Communicated by Ramaswamy H. Sarma
Acknowledgement
DRB wants to express his gratitude to the National Institute of Technology Durgapur (NITDGP) for the platform and for providing the fund through RIG grant and institute fund for the purchase the license of BIOVIA Discovery Studio academic research suite. DRB also wants to thank Department of Chemistry (NITDGP) for the space allocated for research and to the FIST grant for the procurement of the computer server nodes. DRB also acknowledge the support of Dr. Subhas Ghosal for all the necessary supports. AJ wants to thank the National Institute of Technology Durgapur (NITDGP) for the institute fellowship.
Disclosure statement
The authors have no potential conflicts of interest (financial or non-financial) to disclose.

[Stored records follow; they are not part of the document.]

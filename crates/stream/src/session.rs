// SPDX-FileCopyrightText: © 2025 StreamKit Contributors
//
// SPDX-License-Identifier: MPL-2.0

//! Live stream sessions and the table they are registered in.

use std::collections::HashMap;
use std::sync::Arc;
use std::time::Instant;

use hapcam_core::SessionInfo;
use tokio::sync::Mutex;

use crate::log_pump::StderrLogPump;
use crate::process::TranscoderProcess;
use crate::watchdog::WatchdogTask;

/// One negotiated stream and the transcoder serving it.
///
/// A session is only registered once its process is running, so every entry
/// in a [`SessionTable`] has a process to poll.
#[derive(Debug)]
pub struct StreamSession {
    pub info: SessionInfo,
    pub process: TranscoderProcess,
    pub log_pump: Option<StderrLogPump>,
    pub watchdog: Option<WatchdogTask>,
    pub started_at: Instant,
}

impl StreamSession {
    pub fn new(info: SessionInfo, process: TranscoderProcess, log_pump: StderrLogPump) -> Self {
        Self { info, process, log_pump: Some(log_pump), watchdog: None, started_at: Instant::now() }
    }

    pub const fn pid(&self) -> u32 {
        self.process.pid()
    }

    /// Cancels the watchdog and log pump, if still attached.
    pub fn detach_tasks(&mut self) {
        if let Some(watchdog) = self.watchdog.take() {
            watchdog.cancel();
        }
        if let Some(pump) = self.log_pump.take() {
            pump.cancel();
        }
    }
}

/// Sessions of one camera, keyed by session id.
pub type SessionTable = Arc<Mutex<HashMap<String, StreamSession>>>;

pub fn new_session_table() -> SessionTable {
    Arc::new(Mutex::new(HashMap::new()))
}
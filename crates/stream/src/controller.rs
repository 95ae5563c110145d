// SPDX-FileCopyrightText: © 2025 StreamKit Contributors
//
// SPDX-License-Identifier: MPL-2.0

//! Per-camera stream session lifecycle.
//!
//! Each HomeKit stream session is served by its own transcoder process. The
//! controller launches it, attaches a watchdog and a stderr pump, and tears
//! everything down on stop. Failures never escape as errors: a failed start is
//! reported as `false`, and termination problems are logged and swallowed.

use std::sync::Arc;

use futures::future::join_all;
use hapcam_core::{CameraRuntimeConfig, SessionInfo, StreamConfig, StreamSlots};
use tokio::sync::Mutex;

use crate::command::build_transcoder_args;
use crate::log_pump::StderrLogPump;
use crate::metrics::StreamMetrics;
use crate::process::TranscoderProcess;
use crate::session::{new_session_table, SessionTable, StreamSession};
use crate::settings::TranscoderSettings;
use crate::watchdog::{ProcessWatchdog, WatchState, WatchdogTask};

pub struct StreamSessionController {
    camera: Arc<CameraRuntimeConfig>,
    settings: TranscoderSettings,
    slots: StreamSlots,
    sessions: SessionTable,
    last_command: Mutex<Option<Vec<String>>>,
    metrics: StreamMetrics,
}

impl StreamSessionController {
    pub fn new(camera: Arc<CameraRuntimeConfig>, settings: TranscoderSettings) -> Self {
        let slots = StreamSlots::new(camera.stream_count);
        let metrics = StreamMetrics::new(&camera.key);
        Self {
            camera,
            settings,
            slots,
            sessions: new_session_table(),
            last_command: Mutex::new(None),
            metrics,
        }
    }

    pub fn camera(&self) -> &CameraRuntimeConfig {
        &self.camera
    }

    /// Stream slot table; the HAP layer reads it to advertise availability.
    pub const fn slots(&self) -> &StreamSlots {
        &self.slots
    }

    /// Launches a transcoder for a negotiated session.
    ///
    /// Returns `true` once the process is running with its watchdog and log pump
    /// attached. Returns `false` if the slot is taken, the process cannot be
    /// launched, or it is already gone at the first liveness poll. With a
    /// non-zero `startup_check_ms` that poll happens only after the process has
    /// survived the check window.
    pub async fn start(&self, info: &SessionInfo, stream: &StreamConfig) -> bool {
        let camera = self.camera.name();

        if self.sessions.lock().await.contains_key(&info.id) {
            tracing::warn!(camera = %camera, session_id = %info.id, "Session already running, restarting it");
            self.stop(info).await;
        }

        if let Err(e) = self.slots.claim(info.stream_idx) {
            tracing::warn!(camera = %camera, session_id = %info.id, error = %e, "Cannot start stream");
            self.metrics.record_failed();
            return false;
        }

        let args = build_transcoder_args(&self.camera, stream, self.settings.hide_banner);
        tracing::debug!(camera = %camera, session_id = %info.id, command = ?args, "Transcoder command");
        *self.last_command.lock().await = Some(args.clone());

        let (mut process, stderr) = match TranscoderProcess::spawn(&self.settings.program, &args) {
            Ok(spawned) => spawned,
            Err(e) => {
                tracing::error!(camera = %camera, session_id = %info.id, error = %e, "Failed to start transcoder");
                self.slots.release(info.stream_idx);
                self.metrics.record_failed();
                return false;
            },
        };

        let pid = process.pid();
        tracing::info!(
            camera = %camera,
            session_id = %info.id,
            stream_idx = info.stream_idx,
            pid,
            "Transcoder started"
        );

        let pump = StderrLogPump::spawn(camera.to_string(), info.id.clone(), stderr);
        let startup_check = self.settings.startup_check();
        if !startup_check.is_zero() && process.wait_for_exit(startup_check).await {
            tracing::debug!(camera = %camera, session_id = %info.id, pid, "Transcoder exited during startup check");
        }
        let active = {
            let mut sessions = self.sessions.lock().await;
            sessions.insert(info.id.clone(), StreamSession::new(info.clone(), process, pump));
            sessions.len()
        };
        self.metrics.record_started();
        self.metrics.record_active(active);

        let mut watchdog = ProcessWatchdog::new(
            info.id.clone(),
            self.sessions.clone(),
            self.slots.clone(),
            self.metrics.clone(),
        );
        if watchdog.poll().await == WatchState::Ended {
            tracing::warn!(camera = %camera, session_id = %info.id, pid, "Transcoder exited right after launch");
            return false;
        }

        let task = WatchdogTask::spawn(watchdog, self.settings.watch_interval());
        match self.sessions.lock().await.get_mut(&info.id) {
            Some(session) => session.watchdog = Some(task),
            None => task.cancel(),
        }
        true
    }

    /// Acknowledges a reconfiguration request without applying it.
    ///
    /// A running transcoder cannot change bitrate or resolution in place.
    pub fn reconfigure(&self, info: &SessionInfo, stream: &StreamConfig) -> bool {
        tracing::debug!(
            camera = %self.camera.name(),
            session_id = %info.id,
            video_max_bitrate = stream.video.max_bitrate,
            "Ignoring stream reconfiguration"
        );
        true
    }

    /// Stops a session. Unknown or already-stopped sessions are a no-op.
    pub async fn stop(&self, info: &SessionInfo) {
        let camera = self.camera.name();
        let (session, remaining) = {
            let mut sessions = self.sessions.lock().await;
            let session = sessions.remove(&info.id);
            (session, sessions.len())
        };
        let Some(mut session) = session else {
            tracing::debug!(camera = %camera, session_id = %info.id, "No running transcoder for session");
            return;
        };

        session.detach_tasks();

        let pid = session.pid();
        if session.process.is_alive() {
            tracing::info!(camera = %camera, session_id = %info.id, pid, "Stopping transcoder");
            if let Err(e) = session.process.terminate(self.settings.terminate_grace()).await {
                tracing::warn!(camera = %camera, session_id = %info.id, error = %e, "Graceful stop failed, killing transcoder");
                if let Err(e) = session.process.kill().await {
                    tracing::error!(camera = %camera, session_id = %info.id, error = %e, "Failed to kill transcoder");
                }
            }
        } else {
            tracing::debug!(camera = %camera, session_id = %info.id, pid, "Transcoder already exited");
        }

        self.slots.release(session.info.stream_idx);
        self.metrics.record_active(remaining);
        tracing::debug!(
            camera = %camera,
            session_id = %info.id,
            uptime_secs = session.started_at.elapsed().as_secs(),
            "Stream session ended"
        );
    }

    /// Stops every session of this camera concurrently, so the total wait is
    /// bounded by one termination grace period rather than one per session.
    pub async fn stop_all(&self) {
        let sessions: Vec<SessionInfo> = self.active_sessions().await;
        join_all(sessions.iter().map(|info| self.stop(info))).await;
    }

    pub async fn active_sessions(&self) -> Vec<SessionInfo> {
        self.sessions.lock().await.values().map(|s| s.info.clone()).collect()
    }

    /// Argument vector of the most recent launch attempt.
    pub async fn last_command(&self) -> Option<Vec<String>> {
        self.last_command.lock().await.clone()
    }
}

#[cfg(test)]
#[allow(clippy::unwrap_used)]
mod tests {
    use super::*;
    use hapcam_core::SrtpLeg;

    fn stream_config() -> StreamConfig {
        StreamConfig {
            address: "127.0.0.1".to_string(),
            video_profile_id: 1,
            video: SrtpLeg { ssrc: 1, port: 50000, srtp_key: "a2V5".to_string(), max_bitrate: 299 },
            audio: None,
        }
    }

    #[tokio::test]
    async fn test_spawn_failure_returns_false() {
        let camera = Arc::new(CameraRuntimeConfig::new("porch", "rtsp://nvr/porch"));
        let settings =
            TranscoderSettings { program: "/nonexistent/ffmpeg".to_string(), ..TranscoderSettings::default() };
        let controller = StreamSessionController::new(camera, settings);
        let info = SessionInfo::new("s1", 0);

        assert!(!controller.start(&info, &stream_config()).await);
        assert!(controller.active_sessions().await.is_empty());
        assert!(controller.slots().is_available(0));
        assert!(controller.last_command().await.is_some());
    }

    #[tokio::test]
    async fn test_reconfigure_is_acknowledged() {
        let camera = Arc::new(CameraRuntimeConfig::new("porch", "rtsp://nvr/porch"));
        let controller = StreamSessionController::new(camera, TranscoderSettings::default());
        assert!(controller.reconfigure(&SessionInfo::new("s1", 0), &stream_config()));
        assert!(controller.active_sessions().await.is_empty());
    }

    #[tokio::test]
    async fn test_stop_unknown_session_is_noop() {
        let camera = Arc::new(CameraRuntimeConfig::new("porch", "rtsp://nvr/porch"));
        let controller = StreamSessionController::new(camera, TranscoderSettings::default());
        let info = SessionInfo::new("never-started", 2);

        controller.stop(&info).await;
        controller.stop(&info).await;
        assert_eq!(controller.slots().in_use(), 0);
    }
}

No study-specific approval or consent by the appropriate ethics committee was required for this study.
Funding
The study was not funded by any external grant/fund.
Author’s contribution
AJ carried out the experiments and helped in preparing the manuscript. RN and SS helped in MD simulation. DRB conceived the idea, mentored the research and wrote the manuscript.
Data availability statement
All data generated or analyzed during this study are included in this published article [and its supplementary information files].